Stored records
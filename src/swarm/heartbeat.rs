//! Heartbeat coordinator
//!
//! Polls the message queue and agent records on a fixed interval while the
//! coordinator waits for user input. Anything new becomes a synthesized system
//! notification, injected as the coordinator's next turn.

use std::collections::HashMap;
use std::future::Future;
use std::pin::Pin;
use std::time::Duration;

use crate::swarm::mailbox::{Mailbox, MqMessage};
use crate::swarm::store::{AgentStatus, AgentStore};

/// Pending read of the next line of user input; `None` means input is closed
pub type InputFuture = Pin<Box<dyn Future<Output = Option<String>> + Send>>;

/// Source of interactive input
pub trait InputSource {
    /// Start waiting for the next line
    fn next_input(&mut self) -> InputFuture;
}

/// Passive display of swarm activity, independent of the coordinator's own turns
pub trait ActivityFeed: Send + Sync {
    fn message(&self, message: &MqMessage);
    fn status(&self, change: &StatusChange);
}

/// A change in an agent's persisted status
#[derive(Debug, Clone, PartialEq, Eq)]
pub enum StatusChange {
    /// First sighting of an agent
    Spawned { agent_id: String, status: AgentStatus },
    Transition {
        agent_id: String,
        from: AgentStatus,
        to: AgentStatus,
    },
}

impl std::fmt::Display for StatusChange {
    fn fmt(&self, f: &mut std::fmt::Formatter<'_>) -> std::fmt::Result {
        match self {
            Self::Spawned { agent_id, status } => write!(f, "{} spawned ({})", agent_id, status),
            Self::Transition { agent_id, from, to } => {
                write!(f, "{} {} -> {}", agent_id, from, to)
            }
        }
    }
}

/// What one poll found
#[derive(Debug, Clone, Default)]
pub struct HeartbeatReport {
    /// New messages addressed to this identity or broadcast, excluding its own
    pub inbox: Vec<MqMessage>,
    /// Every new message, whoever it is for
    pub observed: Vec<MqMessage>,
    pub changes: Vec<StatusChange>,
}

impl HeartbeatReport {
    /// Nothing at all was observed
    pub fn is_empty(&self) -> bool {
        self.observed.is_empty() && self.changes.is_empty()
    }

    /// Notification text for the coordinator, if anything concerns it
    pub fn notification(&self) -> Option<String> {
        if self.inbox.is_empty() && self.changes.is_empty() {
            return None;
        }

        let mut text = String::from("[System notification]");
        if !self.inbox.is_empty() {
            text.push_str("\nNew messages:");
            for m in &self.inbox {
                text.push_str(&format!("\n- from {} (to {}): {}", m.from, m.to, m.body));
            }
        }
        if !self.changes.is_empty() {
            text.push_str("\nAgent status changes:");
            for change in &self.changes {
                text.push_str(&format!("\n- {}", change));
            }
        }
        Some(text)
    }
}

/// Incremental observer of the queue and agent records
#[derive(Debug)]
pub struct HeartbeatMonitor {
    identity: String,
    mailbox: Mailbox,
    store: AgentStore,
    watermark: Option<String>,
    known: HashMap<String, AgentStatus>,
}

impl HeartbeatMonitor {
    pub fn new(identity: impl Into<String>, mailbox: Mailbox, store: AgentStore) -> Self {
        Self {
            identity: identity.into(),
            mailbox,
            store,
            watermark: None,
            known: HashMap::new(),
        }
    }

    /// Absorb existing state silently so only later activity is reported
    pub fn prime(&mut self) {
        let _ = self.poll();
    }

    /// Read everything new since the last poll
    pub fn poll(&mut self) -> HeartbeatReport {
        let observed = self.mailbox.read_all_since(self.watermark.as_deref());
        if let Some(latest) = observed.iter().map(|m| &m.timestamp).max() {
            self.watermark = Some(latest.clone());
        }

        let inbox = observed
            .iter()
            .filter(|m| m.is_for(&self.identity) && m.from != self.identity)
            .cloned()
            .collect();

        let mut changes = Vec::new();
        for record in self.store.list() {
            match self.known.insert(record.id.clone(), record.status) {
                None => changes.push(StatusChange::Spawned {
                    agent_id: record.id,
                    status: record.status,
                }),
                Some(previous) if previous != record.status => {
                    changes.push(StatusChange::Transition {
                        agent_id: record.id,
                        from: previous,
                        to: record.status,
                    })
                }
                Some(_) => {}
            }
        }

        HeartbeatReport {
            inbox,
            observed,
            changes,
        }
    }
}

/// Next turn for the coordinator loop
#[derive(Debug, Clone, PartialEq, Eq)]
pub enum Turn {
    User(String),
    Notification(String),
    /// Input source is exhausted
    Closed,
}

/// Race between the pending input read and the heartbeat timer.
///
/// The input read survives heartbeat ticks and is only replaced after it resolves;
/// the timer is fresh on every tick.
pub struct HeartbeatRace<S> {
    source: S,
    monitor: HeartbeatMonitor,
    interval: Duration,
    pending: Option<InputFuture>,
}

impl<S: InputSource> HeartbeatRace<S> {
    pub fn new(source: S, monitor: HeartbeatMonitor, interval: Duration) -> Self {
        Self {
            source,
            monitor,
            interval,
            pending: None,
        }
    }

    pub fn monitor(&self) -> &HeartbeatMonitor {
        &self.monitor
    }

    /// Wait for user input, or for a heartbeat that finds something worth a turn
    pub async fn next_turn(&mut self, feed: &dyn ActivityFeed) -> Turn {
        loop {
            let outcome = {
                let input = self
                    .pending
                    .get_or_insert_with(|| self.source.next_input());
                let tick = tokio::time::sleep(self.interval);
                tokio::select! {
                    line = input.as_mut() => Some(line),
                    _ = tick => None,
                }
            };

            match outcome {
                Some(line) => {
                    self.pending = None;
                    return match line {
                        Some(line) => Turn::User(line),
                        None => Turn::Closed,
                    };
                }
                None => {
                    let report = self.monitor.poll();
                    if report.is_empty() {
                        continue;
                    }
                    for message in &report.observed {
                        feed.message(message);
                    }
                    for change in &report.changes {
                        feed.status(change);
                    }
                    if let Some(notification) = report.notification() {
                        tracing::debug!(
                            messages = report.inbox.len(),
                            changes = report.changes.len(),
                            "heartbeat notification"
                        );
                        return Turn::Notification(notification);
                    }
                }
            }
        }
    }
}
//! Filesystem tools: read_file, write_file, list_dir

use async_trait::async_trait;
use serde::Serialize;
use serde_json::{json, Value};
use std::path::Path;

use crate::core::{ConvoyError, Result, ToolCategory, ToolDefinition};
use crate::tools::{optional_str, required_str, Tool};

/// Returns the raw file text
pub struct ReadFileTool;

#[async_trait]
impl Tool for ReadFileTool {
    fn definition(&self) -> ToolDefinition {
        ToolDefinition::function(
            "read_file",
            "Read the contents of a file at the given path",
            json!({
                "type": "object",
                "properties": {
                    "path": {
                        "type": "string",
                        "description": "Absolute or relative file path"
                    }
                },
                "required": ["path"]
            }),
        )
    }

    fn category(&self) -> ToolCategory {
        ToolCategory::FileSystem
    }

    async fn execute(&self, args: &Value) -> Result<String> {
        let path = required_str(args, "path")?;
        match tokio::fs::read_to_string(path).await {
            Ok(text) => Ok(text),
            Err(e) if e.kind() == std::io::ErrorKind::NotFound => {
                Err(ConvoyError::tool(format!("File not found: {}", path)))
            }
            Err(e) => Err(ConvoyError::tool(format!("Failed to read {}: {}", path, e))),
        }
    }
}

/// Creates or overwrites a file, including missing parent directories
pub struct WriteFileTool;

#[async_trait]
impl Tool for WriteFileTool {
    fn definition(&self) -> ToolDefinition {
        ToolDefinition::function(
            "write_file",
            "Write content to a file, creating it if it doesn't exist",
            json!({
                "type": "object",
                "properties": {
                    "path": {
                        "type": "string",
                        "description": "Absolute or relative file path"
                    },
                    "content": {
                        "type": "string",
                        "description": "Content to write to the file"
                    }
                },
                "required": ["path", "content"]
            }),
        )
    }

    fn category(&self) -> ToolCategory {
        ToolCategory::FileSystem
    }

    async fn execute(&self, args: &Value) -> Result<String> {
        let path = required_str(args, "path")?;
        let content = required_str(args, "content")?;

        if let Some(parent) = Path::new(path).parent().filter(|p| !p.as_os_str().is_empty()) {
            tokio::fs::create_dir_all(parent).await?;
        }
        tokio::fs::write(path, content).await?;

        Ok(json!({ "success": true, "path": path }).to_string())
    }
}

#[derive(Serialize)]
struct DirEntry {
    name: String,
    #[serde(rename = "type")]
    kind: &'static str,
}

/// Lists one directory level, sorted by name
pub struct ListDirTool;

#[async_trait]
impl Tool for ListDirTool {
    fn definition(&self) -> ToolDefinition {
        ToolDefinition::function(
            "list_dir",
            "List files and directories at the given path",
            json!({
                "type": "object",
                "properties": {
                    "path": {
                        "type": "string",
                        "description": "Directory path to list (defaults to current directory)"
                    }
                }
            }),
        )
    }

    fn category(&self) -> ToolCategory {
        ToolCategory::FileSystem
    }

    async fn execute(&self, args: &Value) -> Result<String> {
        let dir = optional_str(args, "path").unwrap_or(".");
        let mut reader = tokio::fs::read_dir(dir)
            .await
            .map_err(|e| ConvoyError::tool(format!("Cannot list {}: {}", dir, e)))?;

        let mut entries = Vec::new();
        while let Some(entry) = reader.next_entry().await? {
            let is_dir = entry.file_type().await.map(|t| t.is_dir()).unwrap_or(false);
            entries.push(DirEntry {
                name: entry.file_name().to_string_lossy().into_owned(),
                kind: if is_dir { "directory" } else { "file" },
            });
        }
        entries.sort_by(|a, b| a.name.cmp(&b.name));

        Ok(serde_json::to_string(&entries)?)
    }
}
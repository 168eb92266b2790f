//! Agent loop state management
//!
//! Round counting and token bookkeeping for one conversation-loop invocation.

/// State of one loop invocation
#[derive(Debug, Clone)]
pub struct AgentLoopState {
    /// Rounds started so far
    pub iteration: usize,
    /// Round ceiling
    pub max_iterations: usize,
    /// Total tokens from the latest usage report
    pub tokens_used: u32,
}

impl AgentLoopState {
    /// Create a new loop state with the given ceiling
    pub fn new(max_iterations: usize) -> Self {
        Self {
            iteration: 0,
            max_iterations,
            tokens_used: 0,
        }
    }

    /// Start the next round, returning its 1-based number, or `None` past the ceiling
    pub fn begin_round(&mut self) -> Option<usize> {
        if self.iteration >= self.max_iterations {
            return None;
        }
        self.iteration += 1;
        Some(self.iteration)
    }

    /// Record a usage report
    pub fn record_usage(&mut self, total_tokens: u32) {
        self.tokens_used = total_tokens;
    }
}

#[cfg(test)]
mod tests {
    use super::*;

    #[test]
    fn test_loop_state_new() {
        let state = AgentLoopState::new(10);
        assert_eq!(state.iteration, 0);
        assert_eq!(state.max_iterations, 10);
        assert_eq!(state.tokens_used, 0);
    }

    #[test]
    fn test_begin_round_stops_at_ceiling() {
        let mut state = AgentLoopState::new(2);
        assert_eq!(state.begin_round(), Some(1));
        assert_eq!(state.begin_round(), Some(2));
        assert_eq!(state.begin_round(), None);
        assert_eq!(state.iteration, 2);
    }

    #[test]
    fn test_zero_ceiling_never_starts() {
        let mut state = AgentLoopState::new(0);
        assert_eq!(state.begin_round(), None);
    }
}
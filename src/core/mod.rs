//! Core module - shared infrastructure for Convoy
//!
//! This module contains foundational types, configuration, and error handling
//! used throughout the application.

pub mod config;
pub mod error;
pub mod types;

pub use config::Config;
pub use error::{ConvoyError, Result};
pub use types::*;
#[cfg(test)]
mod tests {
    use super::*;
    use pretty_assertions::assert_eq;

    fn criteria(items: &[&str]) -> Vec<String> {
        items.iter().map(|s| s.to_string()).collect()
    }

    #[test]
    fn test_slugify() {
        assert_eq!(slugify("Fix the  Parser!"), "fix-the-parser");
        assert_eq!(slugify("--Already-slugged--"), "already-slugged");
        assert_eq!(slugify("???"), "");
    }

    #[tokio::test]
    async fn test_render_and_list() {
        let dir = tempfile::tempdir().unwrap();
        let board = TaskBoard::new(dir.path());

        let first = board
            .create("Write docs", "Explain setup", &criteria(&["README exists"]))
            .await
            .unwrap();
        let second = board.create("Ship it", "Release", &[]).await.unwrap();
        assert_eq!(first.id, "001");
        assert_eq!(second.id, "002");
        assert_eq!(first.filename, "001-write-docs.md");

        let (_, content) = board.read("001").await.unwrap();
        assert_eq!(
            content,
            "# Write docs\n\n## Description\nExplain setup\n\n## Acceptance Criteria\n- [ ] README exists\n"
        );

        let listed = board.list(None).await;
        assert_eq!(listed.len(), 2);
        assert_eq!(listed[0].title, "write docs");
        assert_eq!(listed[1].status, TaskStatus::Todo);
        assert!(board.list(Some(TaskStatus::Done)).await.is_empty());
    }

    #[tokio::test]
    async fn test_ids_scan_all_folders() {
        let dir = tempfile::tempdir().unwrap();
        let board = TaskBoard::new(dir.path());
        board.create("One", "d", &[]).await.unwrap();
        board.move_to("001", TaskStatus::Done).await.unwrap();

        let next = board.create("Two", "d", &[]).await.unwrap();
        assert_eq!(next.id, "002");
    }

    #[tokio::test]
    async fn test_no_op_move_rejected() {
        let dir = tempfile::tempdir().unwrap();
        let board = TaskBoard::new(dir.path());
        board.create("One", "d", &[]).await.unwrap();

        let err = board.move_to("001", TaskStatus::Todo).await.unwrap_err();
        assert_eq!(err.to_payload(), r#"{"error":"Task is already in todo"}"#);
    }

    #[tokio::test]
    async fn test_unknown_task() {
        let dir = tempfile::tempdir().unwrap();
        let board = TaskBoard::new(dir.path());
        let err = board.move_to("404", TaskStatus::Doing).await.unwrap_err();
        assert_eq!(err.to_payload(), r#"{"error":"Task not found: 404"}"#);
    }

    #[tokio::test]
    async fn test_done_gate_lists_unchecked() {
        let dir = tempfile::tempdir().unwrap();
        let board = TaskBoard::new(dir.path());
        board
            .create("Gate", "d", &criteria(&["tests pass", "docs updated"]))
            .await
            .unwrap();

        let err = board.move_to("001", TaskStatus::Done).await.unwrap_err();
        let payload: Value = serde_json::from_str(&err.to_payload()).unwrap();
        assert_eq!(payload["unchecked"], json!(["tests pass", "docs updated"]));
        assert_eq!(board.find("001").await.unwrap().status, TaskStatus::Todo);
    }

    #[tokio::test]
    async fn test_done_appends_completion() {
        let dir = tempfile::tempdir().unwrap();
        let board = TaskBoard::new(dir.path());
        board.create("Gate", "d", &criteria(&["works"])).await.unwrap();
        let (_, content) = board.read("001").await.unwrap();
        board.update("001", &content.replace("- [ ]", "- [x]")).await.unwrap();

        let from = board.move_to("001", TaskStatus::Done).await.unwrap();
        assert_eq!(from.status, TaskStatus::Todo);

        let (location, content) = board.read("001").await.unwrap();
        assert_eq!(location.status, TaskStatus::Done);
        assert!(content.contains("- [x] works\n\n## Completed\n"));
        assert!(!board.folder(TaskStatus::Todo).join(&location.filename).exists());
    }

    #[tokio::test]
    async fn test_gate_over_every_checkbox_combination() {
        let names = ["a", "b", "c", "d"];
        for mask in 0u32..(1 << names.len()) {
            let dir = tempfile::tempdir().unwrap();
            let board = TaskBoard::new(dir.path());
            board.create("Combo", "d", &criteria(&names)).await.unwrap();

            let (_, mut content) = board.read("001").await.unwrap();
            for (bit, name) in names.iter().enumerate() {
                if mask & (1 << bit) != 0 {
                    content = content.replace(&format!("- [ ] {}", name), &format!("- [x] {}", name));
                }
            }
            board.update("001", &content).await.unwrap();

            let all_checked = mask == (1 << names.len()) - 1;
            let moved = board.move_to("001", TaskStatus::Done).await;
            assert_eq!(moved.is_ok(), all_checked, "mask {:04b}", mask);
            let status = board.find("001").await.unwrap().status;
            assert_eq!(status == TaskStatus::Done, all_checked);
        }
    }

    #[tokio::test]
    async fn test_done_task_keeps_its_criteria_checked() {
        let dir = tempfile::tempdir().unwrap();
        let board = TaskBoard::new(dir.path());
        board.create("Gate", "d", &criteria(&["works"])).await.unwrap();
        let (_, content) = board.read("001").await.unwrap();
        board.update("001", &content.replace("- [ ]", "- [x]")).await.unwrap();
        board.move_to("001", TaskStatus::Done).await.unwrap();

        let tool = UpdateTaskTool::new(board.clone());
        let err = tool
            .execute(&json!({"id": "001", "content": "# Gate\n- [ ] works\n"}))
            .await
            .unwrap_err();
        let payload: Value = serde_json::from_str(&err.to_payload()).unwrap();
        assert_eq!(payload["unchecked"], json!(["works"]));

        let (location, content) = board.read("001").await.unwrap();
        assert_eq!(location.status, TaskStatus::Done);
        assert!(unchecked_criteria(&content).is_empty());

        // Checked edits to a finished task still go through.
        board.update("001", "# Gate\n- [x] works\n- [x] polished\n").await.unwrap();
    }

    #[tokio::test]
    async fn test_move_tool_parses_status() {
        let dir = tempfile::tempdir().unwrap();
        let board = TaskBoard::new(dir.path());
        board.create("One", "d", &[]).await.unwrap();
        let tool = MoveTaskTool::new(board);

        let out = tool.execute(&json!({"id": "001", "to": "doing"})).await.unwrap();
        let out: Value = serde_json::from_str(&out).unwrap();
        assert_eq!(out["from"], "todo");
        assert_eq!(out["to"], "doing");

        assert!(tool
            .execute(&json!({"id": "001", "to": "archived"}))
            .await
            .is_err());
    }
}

* Task instructions *
Only a number is wanted here: the tally of lines in the entries that include the word "setup".

* Solution to this task *
2